IF THE POLLS are to be believed, and they always come with caveats, then it appears increasingly likely that the Reform UK party will form the next government in Westminster and that Nigel Farage, all things being equal, will become our next Prime Minister.
A general election must be held by 2029 at the latest, but my guess is that we’ll have one before then, maybe as early as 2027. And on current form Farage’s party could gain an absolute majority in the House of Commons.
A Reform government will face many challenges both domestically and abroad, but if you believe that the first duty of the government of any state is its defence and the protection of its citizens then things military may come pretty high on the agenda. The present dire state of Britain’s armed forces only reinforces this priority.
So, what do I think a Reform administration should seek to do to sort out the UK’s defence posture?
The recently published Strategic Defence Review 2025 (SDR) would be a good place to start. It took so long to produce that it is was arguably out of date before the ink was dry. To a large extent it had been overtaken by events before the final draft was complete, and many now consider it already obsolete.
NATO is not the safe pair of hands that it once may have been
The SDR adopted a “NATO First” approach, which is perfectly understandable given that its main author, Lord Robertson previously served as Secretary General of that Alliance.
But NATO is not the safe pair of hands that it once may have been now that the Trump administration occupies the White House once more; the USA can no longer be counted upon as a reliable ally for its European alliance members.
My personal view here is that any current or future SDR should instead be predicated upon a “Homeland Security First” priority, followed by the defence and security of British political, economic, and military interests abroad in second place, with NATO demoted to the third rung thereafter.

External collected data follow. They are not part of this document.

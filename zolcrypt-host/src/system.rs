use std::{fs, io, os::unix::fs::MetadataExt, process, sync::OnceLock};

use camino::{Utf8Path, Utf8PathBuf};
use nix::unistd::{Gid, Uid};
use regex::Regex;
use users::{Users, UsersCache};

use super::{ActiveMount, Command, Host, HostError, Operation, Result, POOL_FSTYPE, PRINCIPAL_ROOT};

/// Access to the real machine
///
/// Commands inherit the terminal, so tools such as `cryptsetup` may prompt for passphrases.
pub struct SystemHost {
    users: UsersCache,
}

impl SystemHost {
    /// Creates access to the machine, with an empty account cache
    pub fn new() -> Self {
        SystemHost {
            users: UsersCache::new(),
        }
    }

    fn run(&self, command: &Command) -> Result<()> {
        let status = process::Command::new(command.program())
            .args(command.arguments())
            .status()
            .map_err(|source| HostError::CommandSpawn {
                command: command.to_string(),
                source,
            })?;
        if !status.success() {
            return Err(HostError::CommandExecution {
                command: command.to_string(),
                code: status.code(),
            });
        }
        Ok(())
    }

    fn create_directory(&self, path: &Utf8Path, owner: &str) -> Result<()> {
        match fs::create_dir_all(path) {
            Err(err) if err.kind() != io::ErrorKind::AlreadyExists => {
                return Err(HostError::DirectoryCreation {
                    path: path.to_owned(),
                    source: err,
                })
            }
            _ => {}
        }
        self.set_owner(path, owner)
    }

    fn set_owner(&self, path: &Utf8Path, owner: &str) -> Result<()> {
        let user = self
            .users
            .get_user_by_name(owner)
            .ok_or_else(|| HostError::PrincipalNotFound(owner.to_owned()))?;
        let uid = Uid::from_raw(user.uid());
        let gid = Gid::from_raw(user.primary_group_id());
        nix::unistd::chown(path.as_std_path(), Some(uid), Some(gid)).map_err(|source| {
            HostError::Ownership {
                path: path.to_owned(),
                owner: owner.to_owned(),
                source,
            }
        })
    }
}

impl Default for SystemHost {
    fn default() -> Self {
        Self::new()
    }
}

impl Host for SystemHost {
    fn pool_mounts(&self) -> Result<Vec<ActiveMount>> {
        let command = Command::new("findmnt")
            .args(["-t", POOL_FSTYPE, "-n", "-r"])
            .args(["-o", "SOURCE,TARGET"]);
        let output = process::Command::new(command.program())
            .args(command.arguments())
            .output()
            .map_err(|source| HostError::MountProbe {
                command: command.to_string(),
                source,
            })?;
        // findmnt exits non-zero when nothing matches
        if !output.status.success() {
            tracing::debug!("No {} mounts found system-wide", POOL_FSTYPE);
            return Ok(Vec::new());
        }
        Ok(parse_findmnt(&String::from_utf8_lossy(&output.stdout)))
    }

    fn principals(&self) -> Result<Vec<String>> {
        let probe_error = |source| HostError::EnvironmentProbe {
            path: PRINCIPAL_ROOT.into(),
            source,
        };
        let mut principals = Vec::new();
        for entry in fs::read_dir(PRINCIPAL_ROOT).map_err(probe_error)? {
            let entry = entry.map_err(probe_error)?;
            principals.push(entry.file_name().to_string_lossy().into_owned());
        }
        principals.sort();
        Ok(principals)
    }

    fn has_principal(&self, name: &str) -> bool {
        self.users.get_user_by_name(name).is_some()
    }

    fn exists(&self, path: impl AsRef<Utf8Path>) -> bool {
        fs::metadata(path.as_ref()).is_ok()
    }

    fn is_directory(&self, path: impl AsRef<Utf8Path>) -> bool {
        fs::metadata(path.as_ref())
            .map(|m| m.file_type().is_dir())
            .unwrap_or(false)
    }

    fn owner(&self, path: impl AsRef<Utf8Path>) -> Option<String> {
        let uid = fs::metadata(path.as_ref()).ok()?.uid();
        let user = self.users.get_user_by_uid(uid)?;
        Some(user.name().to_string_lossy().into_owned())
    }

    fn execute(&mut self, operation: &Operation) -> Result<()> {
        match operation {
            Operation::Run(command) => self.run(command),
            Operation::CreateDirectory { path, owner } => self.create_directory(path, owner),
            Operation::SetOwner { path, owner } => self.set_owner(path, owner),
        }
    }
}

/// Parses the raw (`-r`) output of `findmnt -o SOURCE,TARGET`
///
/// Sources are dataset names, with any bind-mounted sub-path in brackets
/// (`tank/home[/alice]`). They are turned into the path within the pool filesystem
/// (`/tank/home/alice`).
fn parse_findmnt(output: &str) -> Vec<ActiveMount> {
    static BRACKETS: OnceLock<Regex> = OnceLock::new();
    let brackets = BRACKETS.get_or_init(|| Regex::new(r"[\[\]]").expect("valid pattern"));

    let mut mounts = Vec::new();
    for line in output.lines() {
        let Some((source, target)) = line.trim().split_once(' ') else {
            if !line.trim().is_empty() {
                tracing::warn!("Ignoring unexpected findmnt line: {line:?}");
            }
            continue;
        };
        let source = unescape(source);
        let source = brackets.replace_all(source.trim_start_matches('/'), "");
        mounts.push(ActiveMount {
            source: Utf8PathBuf::from(format!("/{source}")),
            target: Utf8PathBuf::from(unescape(target.trim())),
        });
    }
    tracing::debug!("Existing mounts: {mounts:?}");
    mounts
}

/// Decodes the `\xNN` escapes findmnt uses for unsafe characters in raw output
fn unescape(raw: &str) -> String {
    let bytes = raw.as_bytes();
    let mut decoded = Vec::with_capacity(bytes.len());
    let mut index = 0;
    while index < bytes.len() {
        if bytes[index] == b'\\' && bytes.get(index + 1) == Some(&b'x') {
            let hex = bytes.get(index + 2..index + 4).and_then(|hex| {
                std::str::from_utf8(hex)
                    .ok()
                    .and_then(|hex| u8::from_str_radix(hex, 16).ok())
            });
            if let Some(byte) = hex {
                decoded.push(byte);
                index += 4;
                continue;
            }
        }
        decoded.push(bytes[index]);
        index += 1;
    }
    String::from_utf8_lossy(&decoded).into_owned()
}

#[cfg(test)]
mod tests {
    use super::*;

    #[test]
    fn parse_pool_and_bind_mounts() {
        let mounts = parse_findmnt(concat!(
            "tank /tank\n",
            "tank/home /tank/home\n",
            "tank/home[/alice] /home/alice\n",
        ));
        assert_eq!(
            mounts,
            vec![
                ActiveMount {
                    source: "/tank".into(),
                    target: "/tank".into()
                },
                ActiveMount {
                    source: "/tank/home".into(),
                    target: "/tank/home".into()
                },
                ActiveMount {
                    source: "/tank/home/alice".into(),
                    target: "/home/alice".into()
                },
            ]
        );
    }

    #[test]
    fn parse_escaped_target() {
        let mounts = parse_findmnt("tank/media /srv/my\\x20media\n\n");
        assert_eq!(mounts.len(), 1);
        assert_eq!(mounts[0].target, "/srv/my media");
    }

    #[test]
    fn unescape_leaves_plain_text() {
        assert_eq!(unescape("/plain/path"), "/plain/path");
        assert_eq!(unescape("back\\slash"), "back\\slash");
        assert_eq!(unescape("bad\\xZZ"), "bad\\xZZ");
        assert_eq!(unescape("tab\\x09"), "tab\t");
    }
}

We already know that the UK’s ability to defend the homeland is questionable given the range of threats we might have to confront. I don’t think there is any real risk of an invasion of the British Isles involving ground forces of a hostile nation any time soon, so we can probably be a bit more relaxed on that score for the moment. However, the threats from the sea and the air are a bit more pressing.

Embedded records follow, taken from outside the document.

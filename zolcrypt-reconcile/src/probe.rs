use zolcrypt_host::Host;

use crate::{MountCache, Result};

/// Facts about the host gathered once at the start of a run
#[derive(Debug, Default, Clone, PartialEq, Eq)]
pub struct SystemState {
    /// Active mounts of the pool filesystem
    pub mounts: MountCache,
    /// Principals that per-user templates expand to
    pub principals: Vec<String>,
}

impl SystemState {
    /// Queries the host for its active mounts and principals
    ///
    /// Finding no mounts is fine; failing to enumerate principals is not.
    pub fn probe<H: Host>(host: &H) -> Result<Self> {
        let principals = host.principals()?;
        tracing::debug!("Principals: {principals:?}");
        let mounts: MountCache = host.pool_mounts()?.into_iter().collect();
        tracing::debug!("Existing mounts: {mounts:?}");
        Ok(SystemState { mounts, principals })
    }
}

#[cfg(test)]
mod tests {
    use zolcrypt_host::{HostError, MemoryHost};

    use super::*;
    use crate::Error;

    #[test]
    fn probe_empty_host() -> Result<()> {
        let state = SystemState::probe(&MemoryHost::new())?;
        assert!(state.mounts.is_empty());
        assert!(state.principals.is_empty());
        Ok(())
    }

    #[test]
    fn probe_principals() -> Result<()> {
        let host = MemoryHost::new().with_principal("bob").with_principal("alice");
        let state = SystemState::probe(&host)?;
        assert_eq!(state.principals, vec!["alice", "bob"]);
        Ok(())
    }

    #[test]
    fn probe_without_principal_root() {
        let host = MemoryHost::new().without_principal_root();
        assert!(matches!(
            SystemState::probe(&host),
            Err(Error::Host(HostError::EnvironmentProbe { .. }))
        ));
    }
}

Britain is above all else an island nation, and its security has long depended on control of the seas around it. The fact that we haven’t been conquered by invading armies since 1066 bears witness to that.
There has been, however, an uptick in the threats to the UK’s sea defences of late, mainly – but not exclusively – from a revanchist Russia. It has become clear that Putin’s forces have been devoting more time and energy to probing routes into the North Atlantic via the Greenland-Iceland-UK (GIUK) gap strategic transit route, as well as mapping the undersea energy and communications cable networks on which much of the UK’s economy and civil infrastructure depends.

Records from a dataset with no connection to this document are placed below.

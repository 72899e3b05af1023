use std::{
    collections::{BTreeMap, BTreeSet},
    fmt::Display,
};

use camino::{Utf8Path, Utf8PathBuf};
use zolcrypt_host::ActiveMount;

use crate::SystemState;

/// Switches fixed for the duration of a run
#[derive(Debug, Default, Clone, Copy, PartialEq, Eq)]
pub struct RunOptions {
    /// Reformat devices and rebuild pools on `create` even if they exist
    pub force: bool,
    /// Log operations without executing them
    pub simulate: bool,
}

/// The state of one reconciliation run, passed to every layer driver
///
/// Built from a [`SystemState`] probe and then updated by the drivers as they issue
/// operations, so later entries and layers see the effects of earlier ones (including
/// hypothetical effects when simulating).
#[derive(Debug)]
pub struct RunContext {
    options: RunOptions,
    principals: Vec<String>,
    pub(crate) mounts: MountCache,
    pub(crate) devices: Vec<Utf8PathBuf>,
    pub(crate) tags: TagBindings,
    ensured: BTreeSet<Utf8PathBuf>,
}

impl RunContext {
    /// Starts a run from probed state
    pub fn new(state: SystemState, options: RunOptions) -> Self {
        let SystemState { mounts, principals } = state;
        RunContext {
            options,
            principals,
            mounts,
            devices: Vec::new(),
            tags: TagBindings::default(),
            ensured: BTreeSet::new(),
        }
    }

    /// The options of this run
    pub fn options(&self) -> RunOptions {
        self.options
    }

    /// The principals found when the run started
    pub fn principals(&self) -> &[String] {
        &self.principals
    }

    /// The current view of active mounts
    pub fn mounts(&self) -> &MountCache {
        &self.mounts
    }

    /// Device paths of every LUKS entry processed so far, in order
    pub fn devices(&self) -> &[Utf8PathBuf] {
        &self.devices
    }

    /// Tag bindings established so far
    pub fn tags(&self) -> &TagBindings {
        &self.tags
    }

    pub(crate) fn mark_ensured(&mut self, path: &Utf8Path) {
        self.ensured.insert(path.to_owned());
    }

    pub(crate) fn was_ensured(&self, path: &Utf8Path) -> bool {
        self.ensured.contains(path)
    }
}

/// Active mounts of the pool filesystem, by mount point
///
/// Pools and datasets appear mapped onto themselves (`/tank` → `/tank`), bind mounts map their
/// mount point to the path they expose.
#[derive(Debug, Default, Clone, PartialEq, Eq)]
pub struct MountCache(BTreeMap<Utf8PathBuf, Utf8PathBuf>);

impl MountCache {
    /// Returns true if `source` is what is mounted at `target`
    pub fn is_bound(&self, source: impl AsRef<Utf8Path>, target: impl AsRef<Utf8Path>) -> bool {
        self.0
            .get(target.as_ref())
            .map_or(false, |current| current == source.as_ref())
    }

    /// The source mounted at `target`, if any
    pub fn source_of(&self, target: impl AsRef<Utf8Path>) -> Option<&Utf8Path> {
        self.0.get(target.as_ref()).map(Utf8PathBuf::as_path)
    }

    /// Records `source` as mounted at `target`
    pub fn bind(&mut self, source: impl AsRef<Utf8Path>, target: impl AsRef<Utf8Path>) {
        self.0
            .insert(target.as_ref().to_owned(), source.as_ref().to_owned());
    }

    /// Records that nothing is mounted at `target`
    pub fn unbind(&mut self, target: impl AsRef<Utf8Path>) {
        self.0.remove(target.as_ref());
    }

    /// A pool is present when its mount path is mapped onto itself
    pub fn is_pool_present(&self, pool: &str) -> bool {
        let path = pool_path(pool);
        self.is_bound(&path, &path)
    }

    /// Records that a pool and its datasets are no longer mounted
    pub fn release_pool(&mut self, pool: &str) {
        let root = pool_path(pool);
        self.0
            .retain(|target, source| !(source == target && source.starts_with(&root)));
    }

    /// Number of recorded mounts
    pub fn len(&self) -> usize {
        self.0.len()
    }

    /// Returns true if no mounts are recorded
    pub fn is_empty(&self) -> bool {
        self.0.is_empty()
    }
}

impl FromIterator<ActiveMount> for MountCache {
    fn from_iter<T: IntoIterator<Item = ActiveMount>>(iter: T) -> Self {
        MountCache(
            iter.into_iter()
                .map(|ActiveMount { source, target }| (target, source))
                .collect(),
        )
    }
}

/// The mount path of a pool
pub(crate) fn pool_path(pool: &str) -> Utf8PathBuf {
    Utf8Path::new("/").join(pool)
}

/// Tag name to the path of the dataset that declared it
#[derive(Debug, Default, Clone, PartialEq, Eq)]
pub struct TagBindings(BTreeMap<String, Utf8PathBuf>);

impl TagBindings {
    /// Binds (or rebinds) a tag to a path
    pub fn bind(&mut self, tag: impl Into<String>, path: impl Into<Utf8PathBuf>) {
        self.0.insert(tag.into(), path.into());
    }

    /// The path bound to a tag
    pub fn get(&self, tag: &str) -> Option<&Utf8Path> {
        self.0.get(tag).map(Utf8PathBuf::as_path)
    }

    /// Number of bound tags
    pub fn len(&self) -> usize {
        self.0.len()
    }

    /// Returns true if no tags are bound
    pub fn is_empty(&self) -> bool {
        self.0.is_empty()
    }
}

impl Display for TagBindings {
    fn fmt(&self, f: &mut std::fmt::Formatter<'_>) -> std::fmt::Result {
        write!(f, "{{")?;
        for (index, (tag, path)) in self.0.iter().enumerate() {
            if index > 0 {
                write!(f, ", ")?;
            }
            write!(f, "{tag}: {path}")?;
        }
        write!(f, "}}")
    }
}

And of course potential enemies could launch assaults from the sea using missiles from surface and sub-surface naval vessels. Of particular concern here is the risk of attack from the west, from Irish territorial waters and beyond, and over Ireland itself, which has no significant defence forces of its own with which to counter them.
To meet this maritime threat the Royal Navy is, sadly, poorly equipped, perhaps more so than at any time in its long and illustrious history, as the current crisis over deploying ships to the Mediterranean is highlighting.
Its fleet is small; with only 15 major surface combatants (two aircraft carriers, six destroyers, and seven frigates) plus ten submarines (four ballistic missile and six attack vessels) it would be hard pressed to counter the threat. There are also continuing problems with not having sufficient crews for its ships and with ship availability, with many tied up in dock for maintenance or repair. This does not fill anyone with confidence.
Second – just – in importance to UK defence security is the RAF. The existential threat to the UK could manifest itself in many forms – crewed aircraft, ballistic missiles, cruise missiles, and attack drones – many of which could be launched from land, air, or sea.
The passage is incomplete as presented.